Working data:
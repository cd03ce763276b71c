//! Background job entry points and the retry contract they share.
//! The queue transport itself lives elsewhere; each job here is
//! idempotent with respect to the id it operates on.

use crate::agents::UserProfilerAgent;
use crate::service::BriefingService;
use nb_core::{Article, FetchOutcome, Result, UserProfile};
use nb_ingest::{IngestOptions, NewsIngestionPipeline};
use nb_storage::VectorEntityStore;
use serde_json::json;
use std::future::Future;
use std::time::Duration;
use tracing::{info, warn};

pub const RETRY_ATTEMPTS: usize = 3;
pub const RETRY_DELAY: Duration = Duration::from_secs(5);

/// Run `op` up to `attempts` times with a fixed delay between tries,
/// returning the first success or the last error.
pub async fn run_with_retry<T, F, Fut>(
    label: &str,
    attempts: usize,
    delay: Duration,
    op: F,
) -> Result<T>
where
    F: Fn() -> Fut,
    Fut: Future<Output = Result<T>>,
{
    let mut last_err = None;
    for attempt in 1..=attempts.max(1) {
        match op().await {
            Ok(value) => {
                if attempt > 1 {
                    info!(label, attempt, "job succeeded after retry");
                }
                return Ok(value);
            }
            Err(e) => {
                warn!(label, attempt, error = %e, "job attempt failed");
                last_err = Some(e);
                if attempt < attempts {
                    tokio::time::sleep(delay).await;
                }
            }
        }
    }
    Err(last_err.expect("at least one attempt runs"))
}

/// Generate the briefing for an already-created report.
pub async fn generate_briefing<S, P>(
    service: &BriefingService<S, P>,
    report_id: u64,
) -> Result<()>
where
    S: nb_core::ArticleStore + VectorEntityStore<Article>,
    P: VectorEntityStore<UserProfile>,
{
    run_with_retry("generate_briefing", RETRY_ATTEMPTS, RETRY_DELAY, || {
        service.process_generation(report_id)
    })
    .await
}

/// Recompute one user's interest embedding.
pub async fn update_profile_embedding<P>(
    profiler: &UserProfilerAgent<P>,
    user_id: u64,
) -> Result<()>
where
    P: VectorEntityStore<UserProfile>,
{
    run_with_retry("update_profile_embedding", RETRY_ATTEMPTS, RETRY_DELAY, || {
        profiler.invoke(json!({"user_id": user_id, "refresh": true}))
    })
    .await
    .map(|_| ())
}

/// One ingestion cycle over all due sources.
pub async fn fetch_and_embed<S>(pipeline: &NewsIngestionPipeline<S>) -> Result<FetchOutcome>
where
    S: nb_core::ArticleStore + VectorEntityStore<Article>,
{
    run_with_retry("fetch_and_embed", RETRY_ATTEMPTS, RETRY_DELAY, || {
        pipeline.run(IngestOptions::default())
    })
    .await
}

Task to carry out: Which lines above contain "service"? Show each of them.

Exercise response:
use crate::service::BriefingService;
    service: &BriefingService<S, P>,
        service.process_generation(report_id)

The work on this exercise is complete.